H.D. Wright is Youth Representative at Education Cannot Wait.
Since the creation of the United Nations Special Envoy on Youth in 2013, aid professionals have asked themselves how to engage young people. The Education Cannot Wait youth constituency is calling on all humanitarian organizations to embrace the constituency-style format for youth inclusion.
- Samuel Sasu Adoteng of Ghana, a representative of the All-Africa Students Union, argues that democracy “ensures that youth representation is not tokenistic, but representative of the views of young people everywhere.”
- Stephen Wandu Bimo, a South Sudanese refugee living in Uganda and the Executive Director of ICanSouthSudan, adds that democracy “creates space for voices like mine.”
- And Kennedy Monari, a teacher in Kenya and a specialist at the Nairobi-based Youth Council on Education in Emergencies and Protracted Crises, concludes that democracy is a “fundamental component for creating equitable change.”
While individual youth activists have much to offer, and advisory boards even more to share, the power of representative democracy is limitless. Democracy brings people together, juxtaposes perspectives that would not otherwise exist alongside each other, creating a mixture potent enough for sustainable change, and a structure that ensures that change is equitable.
- Ibrahim Ishaku Balami, Executive Director of Nigeria’s Future Resilience and Development Foundation, shares, “For nearly a decade, I have been part of the response to the insurgency of Boko Haram in Northeastern Nigeria. I have seen how resources are allocated, and I know where they should go. But if voices like mine are not included—the most affected—humanitarian funds will miss out.
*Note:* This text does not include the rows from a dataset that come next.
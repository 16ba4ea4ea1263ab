//! Signup Broker - Subscription Signup Backend
//!
//! This crate brokers a subscription-signup flow between a browser client
//! and the payments provider: widget bootstrap configuration, customer and
//! setup-intent creation, subscription creation, and a signature-verified
//! webhook receiver. The service is stateless; the provider is the source
//! of truth for every entity it touches.

pub mod adapters;
pub mod application;
pub mod config;
pub mod domain;
pub mod ports;
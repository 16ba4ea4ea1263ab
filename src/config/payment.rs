//! Payment configuration (Stripe)

use serde::Deserialize;

use super::error::ValidationError;

/// Payment configuration (Stripe)
#[derive(Debug, Clone, Deserialize)]
pub struct PaymentConfig {
    /// Stripe secret API key (sk_live_... or sk_test_...)
    pub stripe_secret_key: String,

    /// Stripe publishable key handed to the browser client
    pub stripe_publishable_key: String,

    /// Stripe webhook signing secret (whsec_...)
    pub stripe_webhook_secret: String,

    /// Plan the signup flow subscribes customers to
    pub subscription_plan_id: String,
}

impl PaymentConfig {
    /// Check if using Stripe test mode
    pub fn is_test_mode(&self) -> bool {
        self.stripe_secret_key.starts_with("sk_test_")
    }

    /// Check if using Stripe live mode
    pub fn is_live_mode(&self) -> bool {
        self.stripe_secret_key.starts_with("sk_live_")
    }

    /// Validate payment configuration
    pub fn validate(&self) -> Result<(), ValidationError> {
        if self.stripe_secret_key.is_empty() {
            return Err(ValidationError::MissingRequired("STRIPE_SECRET_KEY"));
        }
        if self.stripe_publishable_key.is_empty() {
            return Err(ValidationError::MissingRequired("STRIPE_PUBLISHABLE_KEY"));
        }
        if self.stripe_webhook_secret.is_empty() {
            return Err(ValidationError::MissingRequired("STRIPE_WEBHOOK_SECRET"));
        }
        if self.subscription_plan_id.is_empty() {
            return Err(ValidationError::MissingRequired("SUBSCRIPTION_PLAN_ID"));
        }

        // Verify key prefixes for safety
        if !self.stripe_secret_key.starts_with("sk_") {
            return Err(ValidationError::InvalidStripeSecretKey);
        }
        if !self.stripe_publishable_key.starts_with("pk_") {
            return Err(ValidationError::InvalidStripePublishableKey);
        }
        if !self.stripe_webhook_secret.starts_with("whsec_") {
            return Err(ValidationError::InvalidStripeWebhookSecret);
        }

        Ok(())
    }
}
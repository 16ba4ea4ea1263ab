//! Configuration error types

use thiserror::Error;

/// Errors that can occur during configuration loading
#[derive(Debug, Error)]
pub enum ConfigError {
    #[error("Configuration loading failed: {0}")]
    LoadError(#[from] config::ConfigError),

    #[error("Validation failed: {0}")]
    ValidationFailed(#[from] ValidationError),
}

/// Errors that can occur during configuration validation
#[derive(Debug, Error)]
pub enum ValidationError {
    #[error("Required configuration missing: {0}")]
    MissingRequired(&'static str),

    #[error("Invalid port number")]
    InvalidPort,

    #[error("Invalid Stripe secret key format")]
    InvalidStripeSecretKey,

    #[error("Invalid Stripe publishable key format")]
    InvalidStripePublishableKey,

    #[error("Invalid Stripe webhook secret format")]
    InvalidStripeWebhookSecret,
}
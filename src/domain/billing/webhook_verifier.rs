//! Webhook signature verification.
//!
//! Implements secure verification of provider webhook signatures using
//! HMAC-SHA256. Includes a timestamp tolerance check to reject replayed
//! events.

use hmac::{Hmac, Mac};
use sha2::Sha256;
use subtle::{Choice, ConstantTimeEq};

use super::webhook_errors::WebhookError;

type HmacSha256 = Hmac<Sha256>;

/// Default maximum acceptable age of an event timestamp (5 minutes).
pub const DEFAULT_TOLERANCE_SECS: i64 = 300;

/// Parsed components of the `Stripe-Signature` header.
///
/// Format: `t=<timestamp>,v1=<signature>[,v1=<signature>...]`
///
/// The provider may send several `v1` digests during secret rotation; at
/// least one must match. Unknown scheme tags (`v0`, future versions) are
/// ignored for forward compatibility, and stray whitespace between elements
/// is tolerated.
#[derive(Debug, Clone, PartialEq, Eq)]
pub struct SignatureHeader {
    /// Unix timestamp when the signature was generated.
    pub timestamp: i64,
    /// Candidate HMAC-SHA256 digests, hex-decoded.
    pub v1_signatures: Vec<Vec<u8>>,
}

impl SignatureHeader {
    /// Parses a `Stripe-Signature` header string.
    ///
    /// # Errors
    ///
    /// Returns `WebhookError::InvalidHeader` if the header lacks a timestamp
    /// or a `v1` digest, or if either fails to parse.
    pub fn parse(header: &str) -> Result<Self, WebhookError> {
        let mut timestamp: Option<i64> = None;
        let mut v1_signatures: Vec<Vec<u8>> = Vec::new();

        for part in header.split(',') {
            let (key, value) = part
                .trim()
                .split_once('=')
                .ok_or(WebhookError::InvalidHeader("malformed parameter"))?;

            match key.trim() {
                "t" => {
                    timestamp = Some(
                        value
                            .trim()
                            .parse()
                            .map_err(|_| WebhookError::InvalidHeader("invalid timestamp"))?,
                    );
                }
                "v1" => {
                    let digest = hex::decode(value.trim())
                        .map_err(|_| WebhookError::InvalidHeader("invalid v1 digest hex"))?;
                    v1_signatures.push(digest);
                }
                _ => {
                    // Ignore unknown scheme tags for forward compatibility
                }
            }
        }

        let timestamp = timestamp.ok_or(WebhookError::InvalidHeader("missing timestamp"))?;
        if v1_signatures.is_empty() {
            return Err(WebhookError::InvalidHeader("missing v1 digest"));
        }

        Ok(SignatureHeader {
            timestamp,
            v1_signatures,
        })
    }
}

/// Verifier for provider webhook signatures.
pub struct WebhookVerifier {
    /// The webhook signing secret from the provider dashboard.
    secret: String,
    /// Replay-tolerance window; `None` disables the check.
    tolerance_secs: Option<i64>,
}

impl WebhookVerifier {
    /// Creates a verifier with the given signing secret and the default
    /// replay tolerance.
    pub fn new(secret: impl Into<String>) -> Self {
        Self {
            secret: secret.into(),
            tolerance_secs: Some(DEFAULT_TOLERANCE_SECS),
        }
    }

    /// Overrides the replay-tolerance window.
    pub fn with_tolerance(mut self, secs: i64) -> Self {
        self.tolerance_secs = Some(secs);
        self
    }

    /// Disables the replay-tolerance check (fixture replay and tests).
    pub fn without_tolerance(mut self) -> Self {
        self.tolerance_secs = None;
        self
    }

    /// Verifies `header` against the raw request body as received on the
    /// wire, using the current time for the tolerance check.
    ///
    /// # Errors
    ///
    /// - `InvalidHeader` - header missing, malformed, or incomplete
    /// - `SignatureMismatch` - no supplied digest matches
    /// - `TimestampOutsideTolerance` - event is too old or too far ahead
    pub fn verify(&self, payload: &[u8], header: &str) -> Result<(), WebhookError> {
        self.verify_at(payload, header, chrono::Utc::now().timestamp())
    }

    /// Verification with an explicit clock, for deterministic tests.
    ///
    /// # Verification Steps
    ///
    /// 1. Parse the signature header
    /// 2. Compute the expected HMAC over `"{timestamp}.{payload}"`
    /// 3. Compare against every supplied digest in constant time
    /// 4. Enforce the replay tolerance: `|now - timestamp| <= tolerance`
    pub fn verify_at(&self, payload: &[u8], header: &str, now: i64) -> Result<(), WebhookError> {
        let header = SignatureHeader::parse(header)?;
        let expected = self.compute_signature(header.timestamp, payload);

        // Fold every candidate into one constant-time accumulator; no early
        // exit, so timing does not depend on which digest matches.
        let mut matched = Choice::from(0u8);
        for candidate in &header.v1_signatures {
            if candidate.len() == expected.len() {
                matched |= expected.as_slice().ct_eq(candidate);
            }
        }
        if matched.unwrap_u8() != 1 {
            return Err(WebhookError::SignatureMismatch);
        }

        if let Some(tolerance) = self.tolerance_secs {
            if (now - header.timestamp).abs() > tolerance {
                return Err(WebhookError::TimestampOutsideTolerance);
            }
        }

        Ok(())
    }

    /// Computes the HMAC-SHA256 digest for the given timestamp and payload.
    ///
    /// The digest covers the exact bytes received on the wire; the payload is
    /// never re-encoded.
    fn compute_signature(&self, timestamp: i64, payload: &[u8]) -> Vec<u8> {
        let mut mac = HmacSha256::new_from_slice(self.secret.as_bytes())
            .expect("HMAC accepts any key size");
        mac.update(format!("{timestamp}.").as_bytes());
        mac.update(payload);
        mac.finalize().into_bytes().to_vec()
    }
}

/// Computes the hex signature the provider would send for a payload.
///
/// Used to construct fixtures in tests and local replay tooling.
pub fn sign_payload(secret: &str, timestamp: i64, payload: &[u8]) -> String {
    let mut mac = HmacSha256::new_from_slice(secret.as_bytes())
        .expect("HMAC accepts any key size");
    mac.update(format!("{timestamp}.").as_bytes());
    mac.update(payload);
    hex::encode(mac.finalize().into_bytes())
}
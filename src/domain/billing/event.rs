//! Signed webhook event types.
//!
//! Defines the envelope the provider POSTs to the webhook route and the
//! typed views over its polymorphic inner object. Only fields relevant to
//! our processing are captured; everything else is ignored.

use serde::{Deserialize, Serialize};
use serde_json::Value;

/// Provider webhook event envelope (simplified).
///
/// Decoding is intentionally lenient: the envelope must carry `id`, `type`
/// and `data.object`, while everything else is optional. Decode failures are
/// internal concerns, never verification failures.
#[derive(Debug, Clone, Deserialize, Serialize)]
pub struct SignedEvent {
    /// Unique identifier for the event (evt_xxx format).
    pub id: String,

    /// Type of event (e.g., "customer.subscription.created").
    #[serde(rename = "type")]
    pub event_type: String,

    /// Time at which the event was created (Unix seconds).
    #[serde(default)]
    pub created: i64,

    /// Container for the object that triggered the event.
    pub data: SignedEventData,

    /// Whether this is a live mode event (vs test mode).
    #[serde(default)]
    pub livemode: bool,
}

/// Container for event-specific data.
#[derive(Debug, Clone, Deserialize, Serialize)]
pub struct SignedEventData {
    /// The object that triggered the event (polymorphic by its `object` field).
    pub object: Value,

    /// Previous values for updated attributes (only for update events).
    #[serde(default, skip_serializing_if = "Option::is_none")]
    pub previous_attributes: Option<Value>,
}

impl SignedEvent {
    /// Parses an event envelope from the raw request body.
    pub fn from_slice(payload: &[u8]) -> Result<Self, serde_json::Error> {
        serde_json::from_slice(payload)
    }

    /// Extracts the typed inner object by its `object` discriminator.
    pub fn object(&self) -> EventObject {
        EventObject::from_value(&self.data.object)
    }

    /// Returns true if this is a live mode event.
    pub fn is_live(&self) -> bool {
        self.livemode
    }
}

/// Typed view over the polymorphic `data.object`.
///
/// Kinds this implementation does not recognize keep the raw JSON value;
/// extraction never fails.
#[derive(Debug, Clone, PartialEq)]
pub enum EventObject {
    Customer(CustomerObject),
    Invoice(InvoiceObject),
    Subscription(SubscriptionObject),
    SetupIntent(SetupIntentObject),
    /// Unrecognized object kind, kept as raw JSON.
    Unknown(Value),
}

impl EventObject {
    /// Dispatches on the `object` discriminator field.
    pub fn from_value(value: &Value) -> Self {
        let kind = value.get("object").and_then(Value::as_str).unwrap_or_default();
        let typed = match kind {
            "customer" => serde_json::from_value(value.clone()).map(Self::Customer),
            "invoice" => serde_json::from_value(value.clone()).map(Self::Invoice),
            "subscription" => serde_json::from_value(value.clone()).map(Self::Subscription),
            "setup_intent" => serde_json::from_value(value.clone()).map(Self::SetupIntent),
            _ => return Self::Unknown(value.clone()),
        };
        // A recognized kind with an unexpected shape still decodes.
        typed.unwrap_or_else(|_| Self::Unknown(value.clone()))
    }
}

/// Customer as it arrives in webhook payloads.
#[derive(Debug, Clone, PartialEq, Deserialize, Serialize)]
pub struct CustomerObject {
    pub id: String,
    #[serde(default)]
    pub email: Option<String>,
    #[serde(default)]
    pub name: Option<String>,
}

/// Invoice as it arrives in webhook payloads.
#[derive(Debug, Clone, PartialEq, Deserialize, Serialize)]
pub struct InvoiceObject {
    pub id: String,
    #[serde(default)]
    pub customer: Option<String>,
    #[serde(default)]
    pub subscription: Option<String>,
    #[serde(default)]
    pub status: Option<String>,
}

/// Subscription as it arrives in webhook payloads.
#[derive(Debug, Clone, PartialEq, Deserialize, Serialize)]
pub struct SubscriptionObject {
    pub id: String,
    #[serde(default)]
    pub customer: Option<String>,
    #[serde(default)]
    pub status: Option<String>,
}

/// Setup intent as it arrives in webhook payloads.
#[derive(Debug, Clone, PartialEq, Deserialize, Serialize)]
pub struct SetupIntentObject {
    pub id: String,
    #[serde(default)]
    pub customer: Option<String>,
    #[serde(default)]
    pub status: Option<String>,
}

#[cfg(test)]
mod tests {
    use super::*;
    use serde_json::json;

    #[test]
    fn decodes_minimal_envelope() {
        let payload = br#"{"id":"evt_1","type":"customer.subscription.created","data":{"object":{"object":"subscription","id":"sub_1"}}}"#;

        let event = SignedEvent::from_slice(payload).unwrap();

        assert_eq!(event.id, "evt_1");
        assert_eq!(event.event_type, "customer.subscription.created");
        assert_eq!(event.created, 0); // absent in the minimal envelope
        assert!(!event.is_live());
    }

    #[test]
    fn extracts_subscription_object() {
        let payload = br#"{"id":"evt_1","type":"customer.subscription.created","data":{"object":{"object":"subscription","id":"sub_1","status":"active"}}}"#;
        let event = SignedEvent::from_slice(payload).unwrap();

        match event.object() {
            EventObject::Subscription(sub) => {
                assert_eq!(sub.id, "sub_1");
                assert_eq!(sub.status.as_deref(), Some("active"));
            }
            other => panic!("expected subscription, got {:?}", other),
        }
    }

    #[test]
    fn extracts_customer_object() {
        let value = json!({"object": "customer", "id": "cus_1", "email": "a@x"});

        match EventObject::from_value(&value) {
            EventObject::Customer(customer) => {
                assert_eq!(customer.id, "cus_1");
                assert_eq!(customer.email.as_deref(), Some("a@x"));
            }
            other => panic!("expected customer, got {:?}", other),
        }
    }

    #[test]
    fn extracts_invoice_object() {
        let value = json!({
            "object": "invoice",
            "id": "in_1",
            "customer": "cus_1",
            "subscription": "sub_1"
        });

        match EventObject::from_value(&value) {
            EventObject::Invoice(invoice) => {
                assert_eq!(invoice.id, "in_1");
                assert_eq!(invoice.subscription.as_deref(), Some("sub_1"));
            }
            other => panic!("expected invoice, got {:?}", other),
        }
    }

    #[test]
    fn extracts_setup_intent_object() {
        let value = json!({"object": "setup_intent", "id": "seti_1", "status": "succeeded"});

        assert!(matches!(
            EventObject::from_value(&value),
            EventObject::SetupIntent(_)
        ));
    }

    #[test]
    fn unknown_discriminator_keeps_raw_json() {
        let value = json!({"object": "payment_link", "id": "plink_1"});

        match EventObject::from_value(&value) {
            EventObject::Unknown(raw) => assert_eq!(raw["id"], "plink_1"),
            other => panic!("expected raw value, got {:?}", other),
        }
    }

    #[test]
    fn missing_discriminator_keeps_raw_json() {
        let value = json!({"id": "anon_1"});

        assert!(matches!(
            EventObject::from_value(&value),
            EventObject::Unknown(_)
        ));
    }

    #[test]
    fn malformed_recognized_kind_falls_back_to_raw() {
        // Recognized discriminator but no id field.
        let value = json!({"object": "customer", "email": "a@x"});

        assert!(matches!(
            EventObject::from_value(&value),
            EventObject::Unknown(_)
        ));
    }

    #[test]
    fn rejects_envelope_without_type() {
        let payload = br#"{"id":"evt_1","data":{"object":{}}}"#;

        assert!(SignedEvent::from_slice(payload).is_err());
    }
}
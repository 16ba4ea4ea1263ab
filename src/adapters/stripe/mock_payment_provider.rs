//! Configurable in-memory payment provider.
//!
//! Returns canned provider objects, records every call in order, and can be
//! told to fail specific operations. Integration tests use the call log to
//! assert ordering invariants of the signup flow.

use std::sync::Mutex;

use async_trait::async_trait;
use serde_json::{json, Value};

use crate::ports::{PaymentError, PaymentProvider};

/// Provider operations, as recorded in the call log.
#[derive(Debug, Clone, Copy, PartialEq, Eq)]
pub enum ProviderCall {
    RetrievePlan,
    CreateCustomer,
    CreateSetupIntent,
    UpdateDefaultPaymentMethod,
    CreateSubscription,
}

/// Mock provider with canned responses and per-operation failure injection.
#[derive(Default)]
pub struct MockPaymentProvider {
    calls: Mutex<Vec<ProviderCall>>,
    failures: Mutex<Vec<ProviderCall>>,
}

impl MockPaymentProvider {
    pub fn new() -> Self {
        Self::default()
    }

    /// Makes the given operation fail with a provider error.
    pub fn fail_on(self, call: ProviderCall) -> Self {
        self.failures.lock().unwrap().push(call);
        self
    }

    /// Operations invoked so far, in order.
    pub fn calls(&self) -> Vec<ProviderCall> {
        self.calls.lock().unwrap().clone()
    }

    /// Number of times the given operation was invoked.
    pub fn call_count(&self, call: ProviderCall) -> usize {
        self.calls
            .lock()
            .unwrap()
            .iter()
            .filter(|c| **c == call)
            .count()
    }

    fn record(&self, call: ProviderCall) -> Result<(), PaymentError> {
        self.calls.lock().unwrap().push(call);
        if self.failures.lock().unwrap().contains(&call) {
            return Err(PaymentError::provider(
                402,
                format!("{call:?} rejected by mock provider"),
            ));
        }
        Ok(())
    }
}

#[async_trait]
impl PaymentProvider for MockPaymentProvider {
    async fn retrieve_plan(&self, plan_id: &str) -> Result<Value, PaymentError> {
        self.record(ProviderCall::RetrievePlan)?;
        Ok(json!({
            "id": plan_id,
            "object": "plan",
            "amount": 1400,
            "currency": "aud",
            "interval": "month",
        }))
    }

    async fn create_customer(&self, name: &str, email: &str) -> Result<Value, PaymentError> {
        self.record(ProviderCall::CreateCustomer)?;
        Ok(json!({
            "id": "cus_1",
            "object": "customer",
            "name": name,
            "email": email,
        }))
    }

    async fn create_setup_intent(
        &self,
        customer_id: &str,
        payment_method_types: &[&str],
    ) -> Result<Value, PaymentError> {
        self.record(ProviderCall::CreateSetupIntent)?;
        Ok(json!({
            "id": "seti_1",
            "object": "setup_intent",
            "customer": customer_id,
            "payment_method_types": payment_method_types,
            "client_secret": "seti_1_secret_abc",
            "status": "requires_payment_method",
        }))
    }

    async fn update_default_payment_method(
        &self,
        customer_id: &str,
        payment_method_id: &str,
    ) -> Result<Value, PaymentError> {
        self.record(ProviderCall::UpdateDefaultPaymentMethod)?;
        Ok(json!({
            "id": customer_id,
            "object": "customer",
            "invoice_settings": { "default_payment_method": payment_method_id },
        }))
    }

    async fn create_subscription(
        &self,
        customer_id: &str,
        plan_id: &str,
    ) -> Result<Value, PaymentError> {
        self.record(ProviderCall::CreateSubscription)?;
        Ok(json!({
            "id": "sub_1",
            "object": "subscription",
            "customer": customer_id,
            "status": "active",
            "items": {
                "object": "list",
                "data": [{ "id": "si_1", "plan": { "id": plan_id } }],
            },
            "latest_invoice": {
                "id": "in_1",
                "payment_intent": { "id": "pi_1", "status": "succeeded" },
            },
        }))
    }
}
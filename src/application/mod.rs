//! Application layer - command and query handlers.
//!
//! Orchestrates provider operations for the HTTP adapters. The signup flow
//! keeps no state of its own, so handlers are pure coordination.

pub mod handlers;
//! HTTP DTOs for the signup endpoints.
//!
//! JSON request/response shapes at the boundary between HTTP and the
//! application layer. Provider objects pass through as raw JSON; the wire
//! uses camelCase field names.

use serde::{Deserialize, Serialize};
use serde_json::Value;

// ════════════════════════════════════════════════════════════════════════════════
// Request DTOs
// ════════════════════════════════════════════════════════════════════════════════

/// Request to create a customer and its setup intent.
///
/// Fields default to empty so a missing field reports as a validation
/// failure with a message, not a deserialization rejection.
#[derive(Debug, Clone, Deserialize)]
pub struct CreateCustomerRequest {
    #[serde(default)]
    pub name: String,
    #[serde(default)]
    pub email: String,
}

/// Request to subscribe an existing customer to the configured plan.
#[derive(Debug, Clone, Deserialize)]
#[serde(rename_all = "camelCase")]
pub struct CreateSubscriptionRequest {
    #[serde(default)]
    pub customer_id: String,
    #[serde(default)]
    pub payment_method_id: String,
}

// ════════════════════════════════════════════════════════════════════════════════
// Response DTOs
// ════════════════════════════════════════════════════════════════════════════════

/// Client bootstrap payload for the payment widget.
#[derive(Debug, Clone, Serialize)]
#[serde(rename_all = "camelCase")]
pub struct ConfigResponse {
    /// Publishable API key the browser uses with the provider's JS library.
    pub publishable_key: String,
    /// The full plan object as the provider returns it.
    pub plan: Value,
}

/// Response for customer creation.
#[derive(Debug, Clone, Serialize)]
#[serde(rename_all = "camelCase")]
pub struct CreateCustomerResponse {
    pub customer: Value,
    /// Carries the `client_secret` the browser confirms collection with.
    pub setup_intent: Value,
}

/// Liveness probe body.
#[derive(Debug, Clone, Serialize)]
pub struct HealthResponse {
    pub status: &'static str,
}

/// Error body: `{"error": {"message": "..."}}`.
#[derive(Debug, Clone, Serialize)]
pub struct ErrorResponse {
    pub error: ErrorDetail,
}

/// Inner error payload.
#[derive(Debug, Clone, Serialize)]
pub struct ErrorDetail {
    pub message: String,
}

impl ErrorResponse {
    pub fn new(message: impl Into<String>) -> Self {
        Self {
            error: ErrorDetail {
                message: message.into(),
            },
        }
    }
}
Simply, nothing about us, without us.”
- Nwanze Anthony, the Founder of the Empowered African Child Initiatives goes further, recounting, “I traveled to a local community in Nasarawa, Nigeria, to engage in service. Most of the people there had been displaced by terror attacks close to the capital. As a student of economics, I had always thought that only the like minded would be interested in policy. But they were not only interested—they showed me details I had missed.”
- Rachael Vichei, a teacher from Kenya who spent two years teaching students in Mukuru Kwa Njenga, Nairobi, concludes that “both young boys and girls should be included, for they understand the unique challenges that affect them.”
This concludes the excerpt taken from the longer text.